== Your objective ==
Which lines of the data below contain "when"? Please show them all.
************
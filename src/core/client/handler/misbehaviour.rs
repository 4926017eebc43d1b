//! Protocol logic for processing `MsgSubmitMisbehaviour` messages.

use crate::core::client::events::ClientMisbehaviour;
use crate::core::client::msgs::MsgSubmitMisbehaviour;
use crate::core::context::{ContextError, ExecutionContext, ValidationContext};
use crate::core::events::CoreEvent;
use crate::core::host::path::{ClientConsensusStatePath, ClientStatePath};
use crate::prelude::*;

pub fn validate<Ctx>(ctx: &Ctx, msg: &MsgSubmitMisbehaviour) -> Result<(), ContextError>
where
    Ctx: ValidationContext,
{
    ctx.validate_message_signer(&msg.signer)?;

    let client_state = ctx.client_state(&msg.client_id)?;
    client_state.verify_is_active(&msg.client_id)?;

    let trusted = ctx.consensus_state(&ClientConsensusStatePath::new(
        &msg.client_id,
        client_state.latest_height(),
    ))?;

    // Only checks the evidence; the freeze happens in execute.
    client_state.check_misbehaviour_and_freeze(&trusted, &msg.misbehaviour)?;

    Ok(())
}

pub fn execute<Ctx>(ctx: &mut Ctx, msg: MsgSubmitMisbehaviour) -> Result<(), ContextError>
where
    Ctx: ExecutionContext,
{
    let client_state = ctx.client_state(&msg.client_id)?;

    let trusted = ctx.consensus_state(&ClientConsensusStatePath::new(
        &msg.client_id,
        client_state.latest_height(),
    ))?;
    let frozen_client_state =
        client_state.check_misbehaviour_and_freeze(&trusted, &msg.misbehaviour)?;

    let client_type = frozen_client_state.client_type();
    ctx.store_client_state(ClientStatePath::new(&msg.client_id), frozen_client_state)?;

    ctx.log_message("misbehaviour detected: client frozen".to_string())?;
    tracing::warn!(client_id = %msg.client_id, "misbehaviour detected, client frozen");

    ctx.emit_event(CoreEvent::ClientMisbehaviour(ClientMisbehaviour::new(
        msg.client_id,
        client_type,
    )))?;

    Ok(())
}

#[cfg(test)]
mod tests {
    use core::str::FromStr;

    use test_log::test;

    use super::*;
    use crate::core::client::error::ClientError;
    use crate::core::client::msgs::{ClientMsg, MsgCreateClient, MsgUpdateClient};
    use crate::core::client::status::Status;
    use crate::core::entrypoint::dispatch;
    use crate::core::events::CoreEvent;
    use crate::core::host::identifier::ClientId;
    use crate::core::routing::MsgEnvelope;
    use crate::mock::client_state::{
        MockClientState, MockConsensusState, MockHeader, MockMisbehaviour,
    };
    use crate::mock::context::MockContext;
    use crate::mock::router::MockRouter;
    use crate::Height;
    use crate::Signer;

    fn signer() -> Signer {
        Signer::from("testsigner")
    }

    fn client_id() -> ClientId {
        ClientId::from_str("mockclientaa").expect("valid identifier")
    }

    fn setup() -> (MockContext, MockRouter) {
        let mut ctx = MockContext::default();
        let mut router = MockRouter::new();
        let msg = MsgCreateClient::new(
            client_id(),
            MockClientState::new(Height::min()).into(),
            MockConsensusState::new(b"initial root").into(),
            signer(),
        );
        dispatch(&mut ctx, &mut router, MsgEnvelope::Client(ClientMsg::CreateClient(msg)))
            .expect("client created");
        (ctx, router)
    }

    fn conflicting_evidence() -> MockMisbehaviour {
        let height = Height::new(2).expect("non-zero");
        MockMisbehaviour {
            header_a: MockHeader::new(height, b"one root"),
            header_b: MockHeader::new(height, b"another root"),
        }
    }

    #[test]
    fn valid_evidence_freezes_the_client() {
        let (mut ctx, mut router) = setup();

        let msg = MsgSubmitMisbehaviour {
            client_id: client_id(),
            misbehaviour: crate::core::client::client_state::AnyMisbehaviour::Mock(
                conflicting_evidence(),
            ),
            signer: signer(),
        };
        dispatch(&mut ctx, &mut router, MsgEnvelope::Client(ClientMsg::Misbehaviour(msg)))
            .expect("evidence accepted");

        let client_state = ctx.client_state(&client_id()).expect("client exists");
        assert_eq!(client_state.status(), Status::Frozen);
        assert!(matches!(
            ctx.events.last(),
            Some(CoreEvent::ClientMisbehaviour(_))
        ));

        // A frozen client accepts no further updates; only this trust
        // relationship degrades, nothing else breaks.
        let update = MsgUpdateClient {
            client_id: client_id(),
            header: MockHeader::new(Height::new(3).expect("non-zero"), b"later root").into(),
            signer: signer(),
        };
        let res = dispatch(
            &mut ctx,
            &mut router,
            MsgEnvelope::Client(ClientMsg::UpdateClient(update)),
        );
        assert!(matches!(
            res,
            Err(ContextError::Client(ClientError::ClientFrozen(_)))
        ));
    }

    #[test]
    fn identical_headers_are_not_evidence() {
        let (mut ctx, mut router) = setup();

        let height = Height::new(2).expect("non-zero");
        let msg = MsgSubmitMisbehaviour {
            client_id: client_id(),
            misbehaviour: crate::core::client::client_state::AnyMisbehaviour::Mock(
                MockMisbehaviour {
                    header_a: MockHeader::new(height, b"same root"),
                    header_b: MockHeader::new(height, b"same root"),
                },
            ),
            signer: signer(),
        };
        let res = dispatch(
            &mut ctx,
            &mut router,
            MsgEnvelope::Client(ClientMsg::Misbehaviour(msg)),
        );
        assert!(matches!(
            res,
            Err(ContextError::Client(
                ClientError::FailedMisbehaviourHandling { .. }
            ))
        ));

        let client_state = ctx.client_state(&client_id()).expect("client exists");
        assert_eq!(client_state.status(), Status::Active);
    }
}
************
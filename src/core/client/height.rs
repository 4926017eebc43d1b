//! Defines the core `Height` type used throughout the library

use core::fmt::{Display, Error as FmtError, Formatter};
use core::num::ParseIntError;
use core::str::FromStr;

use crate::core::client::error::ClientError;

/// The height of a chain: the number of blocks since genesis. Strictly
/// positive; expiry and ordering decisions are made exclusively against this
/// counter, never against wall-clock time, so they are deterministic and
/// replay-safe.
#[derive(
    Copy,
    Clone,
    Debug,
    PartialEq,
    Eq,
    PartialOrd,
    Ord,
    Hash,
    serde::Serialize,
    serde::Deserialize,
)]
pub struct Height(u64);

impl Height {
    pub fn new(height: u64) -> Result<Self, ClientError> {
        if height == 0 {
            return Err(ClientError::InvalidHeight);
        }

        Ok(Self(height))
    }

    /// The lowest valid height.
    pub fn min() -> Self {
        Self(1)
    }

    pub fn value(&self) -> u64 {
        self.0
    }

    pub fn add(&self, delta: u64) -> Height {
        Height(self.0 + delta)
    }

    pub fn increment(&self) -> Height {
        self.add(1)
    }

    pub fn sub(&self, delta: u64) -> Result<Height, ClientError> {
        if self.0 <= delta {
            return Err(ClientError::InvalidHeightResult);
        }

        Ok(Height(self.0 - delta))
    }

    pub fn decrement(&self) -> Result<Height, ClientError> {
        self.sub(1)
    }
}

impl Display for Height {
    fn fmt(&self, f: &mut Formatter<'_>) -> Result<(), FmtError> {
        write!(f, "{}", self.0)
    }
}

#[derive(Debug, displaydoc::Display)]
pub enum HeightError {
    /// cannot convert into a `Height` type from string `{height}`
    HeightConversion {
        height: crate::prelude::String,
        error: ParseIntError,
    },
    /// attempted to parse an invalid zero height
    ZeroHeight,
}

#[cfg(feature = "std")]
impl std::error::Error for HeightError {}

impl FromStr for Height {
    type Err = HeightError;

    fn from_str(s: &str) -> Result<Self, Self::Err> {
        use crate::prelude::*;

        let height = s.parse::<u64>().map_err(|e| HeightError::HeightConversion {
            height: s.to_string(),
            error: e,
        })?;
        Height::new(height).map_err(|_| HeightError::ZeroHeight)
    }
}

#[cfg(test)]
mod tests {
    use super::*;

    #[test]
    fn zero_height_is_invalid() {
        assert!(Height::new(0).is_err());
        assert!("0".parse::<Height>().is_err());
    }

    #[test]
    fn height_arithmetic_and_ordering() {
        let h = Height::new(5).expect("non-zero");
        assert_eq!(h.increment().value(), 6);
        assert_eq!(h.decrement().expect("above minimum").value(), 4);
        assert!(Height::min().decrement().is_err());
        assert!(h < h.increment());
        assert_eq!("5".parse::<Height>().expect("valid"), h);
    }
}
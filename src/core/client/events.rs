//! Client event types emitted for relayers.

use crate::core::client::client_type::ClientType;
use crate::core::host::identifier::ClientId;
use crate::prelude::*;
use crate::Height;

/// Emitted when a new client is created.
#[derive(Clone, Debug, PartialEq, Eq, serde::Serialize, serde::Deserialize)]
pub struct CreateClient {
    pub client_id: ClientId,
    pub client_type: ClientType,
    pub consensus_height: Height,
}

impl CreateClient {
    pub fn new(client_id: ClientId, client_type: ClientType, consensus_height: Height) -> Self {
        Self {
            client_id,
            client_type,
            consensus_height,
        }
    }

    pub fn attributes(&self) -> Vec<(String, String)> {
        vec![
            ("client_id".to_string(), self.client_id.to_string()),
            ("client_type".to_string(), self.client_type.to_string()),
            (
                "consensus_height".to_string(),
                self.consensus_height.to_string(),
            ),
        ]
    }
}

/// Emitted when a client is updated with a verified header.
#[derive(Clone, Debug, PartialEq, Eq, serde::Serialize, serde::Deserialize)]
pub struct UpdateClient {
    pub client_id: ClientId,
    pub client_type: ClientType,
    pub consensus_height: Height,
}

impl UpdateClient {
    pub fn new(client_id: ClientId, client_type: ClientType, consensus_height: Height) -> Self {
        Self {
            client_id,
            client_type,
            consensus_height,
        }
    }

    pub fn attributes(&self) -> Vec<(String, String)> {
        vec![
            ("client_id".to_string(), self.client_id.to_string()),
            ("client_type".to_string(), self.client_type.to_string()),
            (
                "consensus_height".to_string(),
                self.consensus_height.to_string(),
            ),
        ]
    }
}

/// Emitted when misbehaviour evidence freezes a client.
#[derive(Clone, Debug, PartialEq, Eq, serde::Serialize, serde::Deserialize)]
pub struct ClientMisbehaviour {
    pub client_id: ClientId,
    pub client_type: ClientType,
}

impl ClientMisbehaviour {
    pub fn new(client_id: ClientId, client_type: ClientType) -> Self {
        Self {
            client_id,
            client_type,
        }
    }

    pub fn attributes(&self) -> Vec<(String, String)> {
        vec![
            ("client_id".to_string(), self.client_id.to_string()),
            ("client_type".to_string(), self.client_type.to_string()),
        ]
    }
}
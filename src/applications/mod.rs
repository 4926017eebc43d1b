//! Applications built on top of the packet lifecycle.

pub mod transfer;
************
== Answer space ==
/// Emitted when a new client is created.
/// Emitted when a client is updated with a verified header.
/// Emitted when misbehaviour evidence freezes a client.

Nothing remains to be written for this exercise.